■ **TASK INSTRUCTIONS**
Beneath this task are records; print exactly the stretch of them from the line with "let bytes = code.as_bytes();" through the line with "source are set.", both ends included.

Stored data
Content starts
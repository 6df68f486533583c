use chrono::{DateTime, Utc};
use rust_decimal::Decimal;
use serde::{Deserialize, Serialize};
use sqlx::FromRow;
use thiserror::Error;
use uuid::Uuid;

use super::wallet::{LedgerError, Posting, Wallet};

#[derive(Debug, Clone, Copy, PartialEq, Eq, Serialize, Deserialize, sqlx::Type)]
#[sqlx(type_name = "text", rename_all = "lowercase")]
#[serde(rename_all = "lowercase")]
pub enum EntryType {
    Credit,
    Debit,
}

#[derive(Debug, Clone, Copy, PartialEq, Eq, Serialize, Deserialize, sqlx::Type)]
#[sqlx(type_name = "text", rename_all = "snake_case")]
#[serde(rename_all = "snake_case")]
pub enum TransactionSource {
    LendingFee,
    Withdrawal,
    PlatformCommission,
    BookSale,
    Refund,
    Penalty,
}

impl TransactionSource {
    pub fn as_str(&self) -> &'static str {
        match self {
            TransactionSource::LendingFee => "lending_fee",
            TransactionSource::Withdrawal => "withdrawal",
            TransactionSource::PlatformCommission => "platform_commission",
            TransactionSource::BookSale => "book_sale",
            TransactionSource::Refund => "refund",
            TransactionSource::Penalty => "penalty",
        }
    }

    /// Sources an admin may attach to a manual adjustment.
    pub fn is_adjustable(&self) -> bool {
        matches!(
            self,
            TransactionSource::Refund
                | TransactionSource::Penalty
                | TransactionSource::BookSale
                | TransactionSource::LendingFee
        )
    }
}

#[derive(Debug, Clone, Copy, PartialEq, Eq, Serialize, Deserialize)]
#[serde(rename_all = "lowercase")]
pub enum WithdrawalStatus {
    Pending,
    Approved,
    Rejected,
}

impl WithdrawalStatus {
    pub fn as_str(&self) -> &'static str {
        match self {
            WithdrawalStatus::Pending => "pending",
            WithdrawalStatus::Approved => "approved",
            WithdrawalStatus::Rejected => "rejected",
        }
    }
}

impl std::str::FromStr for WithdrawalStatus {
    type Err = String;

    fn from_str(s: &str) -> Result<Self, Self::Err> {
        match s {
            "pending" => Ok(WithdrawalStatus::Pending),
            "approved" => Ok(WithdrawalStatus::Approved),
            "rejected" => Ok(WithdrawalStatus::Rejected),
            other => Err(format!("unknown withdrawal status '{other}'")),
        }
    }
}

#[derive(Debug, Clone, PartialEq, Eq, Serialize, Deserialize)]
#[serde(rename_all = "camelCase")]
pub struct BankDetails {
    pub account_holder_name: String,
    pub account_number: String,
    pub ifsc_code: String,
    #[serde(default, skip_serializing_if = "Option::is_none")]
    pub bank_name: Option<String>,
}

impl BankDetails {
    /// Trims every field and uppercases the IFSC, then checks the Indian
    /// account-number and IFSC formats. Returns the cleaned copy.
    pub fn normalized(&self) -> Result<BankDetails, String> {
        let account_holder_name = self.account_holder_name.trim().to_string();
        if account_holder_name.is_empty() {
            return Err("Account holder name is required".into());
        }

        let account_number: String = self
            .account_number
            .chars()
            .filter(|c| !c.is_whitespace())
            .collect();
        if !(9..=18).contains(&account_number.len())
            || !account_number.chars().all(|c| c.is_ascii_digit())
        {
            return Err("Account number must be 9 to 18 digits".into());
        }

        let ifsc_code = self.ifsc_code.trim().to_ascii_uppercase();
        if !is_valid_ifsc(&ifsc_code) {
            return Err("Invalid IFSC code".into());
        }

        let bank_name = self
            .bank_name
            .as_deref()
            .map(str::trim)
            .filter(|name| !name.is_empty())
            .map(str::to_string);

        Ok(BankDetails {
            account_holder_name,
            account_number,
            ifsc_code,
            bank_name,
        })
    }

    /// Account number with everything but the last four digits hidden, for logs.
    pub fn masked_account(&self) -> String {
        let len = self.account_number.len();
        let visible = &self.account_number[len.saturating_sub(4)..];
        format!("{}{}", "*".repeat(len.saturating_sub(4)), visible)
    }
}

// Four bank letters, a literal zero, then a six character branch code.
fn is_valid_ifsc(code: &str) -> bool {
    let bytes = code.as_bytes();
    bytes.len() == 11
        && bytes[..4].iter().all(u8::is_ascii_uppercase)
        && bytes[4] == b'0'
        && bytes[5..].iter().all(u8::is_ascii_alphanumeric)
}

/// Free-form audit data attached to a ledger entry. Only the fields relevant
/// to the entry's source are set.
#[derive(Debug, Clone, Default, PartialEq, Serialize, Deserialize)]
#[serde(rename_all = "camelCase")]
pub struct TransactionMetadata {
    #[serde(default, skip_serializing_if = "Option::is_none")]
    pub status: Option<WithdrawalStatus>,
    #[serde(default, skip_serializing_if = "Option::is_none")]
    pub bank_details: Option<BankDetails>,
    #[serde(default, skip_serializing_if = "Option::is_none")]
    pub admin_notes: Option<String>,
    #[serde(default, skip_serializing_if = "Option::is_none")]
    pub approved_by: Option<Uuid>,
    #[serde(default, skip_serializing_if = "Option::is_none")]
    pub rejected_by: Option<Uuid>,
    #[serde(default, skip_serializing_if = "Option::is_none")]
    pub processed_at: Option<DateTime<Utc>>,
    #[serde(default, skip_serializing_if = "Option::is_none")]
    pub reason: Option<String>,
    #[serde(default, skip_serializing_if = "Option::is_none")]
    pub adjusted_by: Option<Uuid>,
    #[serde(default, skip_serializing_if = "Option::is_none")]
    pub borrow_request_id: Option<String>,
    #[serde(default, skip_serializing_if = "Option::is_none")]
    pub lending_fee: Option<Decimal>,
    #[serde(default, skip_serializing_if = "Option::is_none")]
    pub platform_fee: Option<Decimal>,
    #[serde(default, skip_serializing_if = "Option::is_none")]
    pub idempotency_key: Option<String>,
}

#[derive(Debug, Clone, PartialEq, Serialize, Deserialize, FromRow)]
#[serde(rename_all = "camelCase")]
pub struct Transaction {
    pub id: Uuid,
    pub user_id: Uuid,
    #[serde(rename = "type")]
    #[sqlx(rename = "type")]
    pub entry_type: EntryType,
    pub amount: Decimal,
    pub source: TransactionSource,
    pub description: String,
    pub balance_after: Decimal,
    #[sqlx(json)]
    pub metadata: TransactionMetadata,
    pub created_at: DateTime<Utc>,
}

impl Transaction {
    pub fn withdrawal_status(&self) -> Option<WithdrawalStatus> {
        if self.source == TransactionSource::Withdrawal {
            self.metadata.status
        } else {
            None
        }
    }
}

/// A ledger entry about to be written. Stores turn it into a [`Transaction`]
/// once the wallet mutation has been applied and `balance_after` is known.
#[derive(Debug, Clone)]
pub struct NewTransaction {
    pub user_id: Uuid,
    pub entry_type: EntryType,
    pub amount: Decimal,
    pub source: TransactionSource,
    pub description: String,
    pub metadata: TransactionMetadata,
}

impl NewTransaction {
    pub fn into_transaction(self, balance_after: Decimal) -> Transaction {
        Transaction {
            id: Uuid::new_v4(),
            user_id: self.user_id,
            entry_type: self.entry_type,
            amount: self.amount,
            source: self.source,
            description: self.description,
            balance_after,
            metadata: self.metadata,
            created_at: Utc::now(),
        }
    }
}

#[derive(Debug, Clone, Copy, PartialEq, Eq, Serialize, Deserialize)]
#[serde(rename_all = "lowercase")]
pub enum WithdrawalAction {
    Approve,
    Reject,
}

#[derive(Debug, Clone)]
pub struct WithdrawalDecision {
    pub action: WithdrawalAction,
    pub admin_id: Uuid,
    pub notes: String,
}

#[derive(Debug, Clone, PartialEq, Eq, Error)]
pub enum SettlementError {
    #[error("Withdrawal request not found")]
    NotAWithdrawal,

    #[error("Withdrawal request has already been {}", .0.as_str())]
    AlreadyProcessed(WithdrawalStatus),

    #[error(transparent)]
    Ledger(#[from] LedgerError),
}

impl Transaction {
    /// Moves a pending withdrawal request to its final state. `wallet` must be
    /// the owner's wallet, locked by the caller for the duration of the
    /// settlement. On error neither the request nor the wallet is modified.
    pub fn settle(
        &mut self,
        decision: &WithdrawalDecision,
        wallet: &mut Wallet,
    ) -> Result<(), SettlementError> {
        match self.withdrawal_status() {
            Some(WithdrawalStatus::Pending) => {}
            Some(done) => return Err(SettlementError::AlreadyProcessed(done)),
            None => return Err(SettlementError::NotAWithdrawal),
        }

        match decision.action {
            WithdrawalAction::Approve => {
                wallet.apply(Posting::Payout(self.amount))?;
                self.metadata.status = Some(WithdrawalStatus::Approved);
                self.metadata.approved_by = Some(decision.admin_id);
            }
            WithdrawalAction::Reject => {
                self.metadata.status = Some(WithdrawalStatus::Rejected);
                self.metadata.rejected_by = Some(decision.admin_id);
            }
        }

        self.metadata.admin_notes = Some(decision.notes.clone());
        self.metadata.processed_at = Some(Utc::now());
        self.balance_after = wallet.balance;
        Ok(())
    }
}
Content ends
■ **ANSWER SPACE**
    let bytes = code.as_bytes();
    bytes.len() == 11
        && bytes[..4].iter().all(u8::is_ascii_uppercase)
        && bytes[4] == b'0'
        && bytes[5..].iter().all(u8::is_ascii_alphanumeric)
}

/// Free-form audit data attached to a ledger entry. Only the fields relevant
/// to the entry's source are set.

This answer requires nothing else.